* Dataset content
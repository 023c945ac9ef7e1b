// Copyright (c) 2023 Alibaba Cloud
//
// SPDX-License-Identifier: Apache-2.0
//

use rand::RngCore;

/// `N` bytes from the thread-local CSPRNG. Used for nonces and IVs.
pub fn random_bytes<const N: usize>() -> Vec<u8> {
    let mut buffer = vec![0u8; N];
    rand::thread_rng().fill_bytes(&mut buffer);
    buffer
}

...

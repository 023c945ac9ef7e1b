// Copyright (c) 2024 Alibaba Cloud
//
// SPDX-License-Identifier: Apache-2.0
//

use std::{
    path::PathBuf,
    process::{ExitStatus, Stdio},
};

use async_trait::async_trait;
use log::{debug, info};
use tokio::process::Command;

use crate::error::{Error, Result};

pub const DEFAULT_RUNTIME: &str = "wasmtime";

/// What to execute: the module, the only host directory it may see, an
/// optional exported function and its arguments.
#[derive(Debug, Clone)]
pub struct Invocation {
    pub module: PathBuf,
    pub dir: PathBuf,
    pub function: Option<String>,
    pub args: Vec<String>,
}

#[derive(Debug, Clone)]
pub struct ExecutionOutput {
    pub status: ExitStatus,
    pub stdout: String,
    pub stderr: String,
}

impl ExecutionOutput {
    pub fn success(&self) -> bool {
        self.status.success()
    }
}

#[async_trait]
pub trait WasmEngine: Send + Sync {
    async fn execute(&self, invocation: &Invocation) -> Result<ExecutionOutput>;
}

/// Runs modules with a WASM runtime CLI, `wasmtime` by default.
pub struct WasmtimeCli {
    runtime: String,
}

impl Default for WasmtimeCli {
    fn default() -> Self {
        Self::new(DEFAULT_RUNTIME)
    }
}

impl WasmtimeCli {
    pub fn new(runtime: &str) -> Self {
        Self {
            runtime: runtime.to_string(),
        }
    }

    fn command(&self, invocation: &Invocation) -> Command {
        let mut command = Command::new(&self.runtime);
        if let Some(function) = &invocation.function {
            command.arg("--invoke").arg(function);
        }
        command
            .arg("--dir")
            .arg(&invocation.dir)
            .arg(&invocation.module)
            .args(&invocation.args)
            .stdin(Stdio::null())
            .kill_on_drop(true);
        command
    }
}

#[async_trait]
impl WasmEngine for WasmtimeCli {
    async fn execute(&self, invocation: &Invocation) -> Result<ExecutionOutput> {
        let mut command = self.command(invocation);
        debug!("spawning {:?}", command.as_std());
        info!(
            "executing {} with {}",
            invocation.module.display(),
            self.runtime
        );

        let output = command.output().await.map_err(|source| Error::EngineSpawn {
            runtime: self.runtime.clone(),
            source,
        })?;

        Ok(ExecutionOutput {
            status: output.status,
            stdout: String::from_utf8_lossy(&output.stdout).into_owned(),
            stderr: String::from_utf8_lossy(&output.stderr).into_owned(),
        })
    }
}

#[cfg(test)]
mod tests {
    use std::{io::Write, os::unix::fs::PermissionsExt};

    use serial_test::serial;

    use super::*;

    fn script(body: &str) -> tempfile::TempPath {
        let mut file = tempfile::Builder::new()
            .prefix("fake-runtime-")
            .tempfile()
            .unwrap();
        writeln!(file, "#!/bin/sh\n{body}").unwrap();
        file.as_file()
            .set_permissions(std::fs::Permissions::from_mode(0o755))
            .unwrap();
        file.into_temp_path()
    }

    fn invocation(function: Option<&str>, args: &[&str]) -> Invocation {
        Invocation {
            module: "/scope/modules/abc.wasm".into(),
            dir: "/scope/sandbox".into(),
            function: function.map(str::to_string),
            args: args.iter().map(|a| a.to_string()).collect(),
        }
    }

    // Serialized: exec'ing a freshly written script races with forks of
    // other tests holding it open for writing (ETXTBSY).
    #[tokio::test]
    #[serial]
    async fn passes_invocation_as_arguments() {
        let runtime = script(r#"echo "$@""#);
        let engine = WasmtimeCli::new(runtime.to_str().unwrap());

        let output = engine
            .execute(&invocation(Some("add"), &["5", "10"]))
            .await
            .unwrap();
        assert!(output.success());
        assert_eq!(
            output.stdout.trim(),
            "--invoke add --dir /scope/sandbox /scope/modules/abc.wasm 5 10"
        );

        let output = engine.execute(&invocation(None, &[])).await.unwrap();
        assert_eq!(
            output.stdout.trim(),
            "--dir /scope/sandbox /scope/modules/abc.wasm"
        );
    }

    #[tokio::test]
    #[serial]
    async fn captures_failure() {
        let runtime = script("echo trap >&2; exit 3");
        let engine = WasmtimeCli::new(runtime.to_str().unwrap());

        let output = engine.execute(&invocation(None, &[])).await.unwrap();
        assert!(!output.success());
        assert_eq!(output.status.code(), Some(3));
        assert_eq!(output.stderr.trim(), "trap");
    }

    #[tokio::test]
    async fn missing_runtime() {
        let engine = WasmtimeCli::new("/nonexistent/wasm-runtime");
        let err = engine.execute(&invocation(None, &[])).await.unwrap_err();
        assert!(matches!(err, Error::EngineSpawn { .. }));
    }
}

* Directions
How many lines in the data above hold the word "process"? Answer with the number alone.

* Your response
2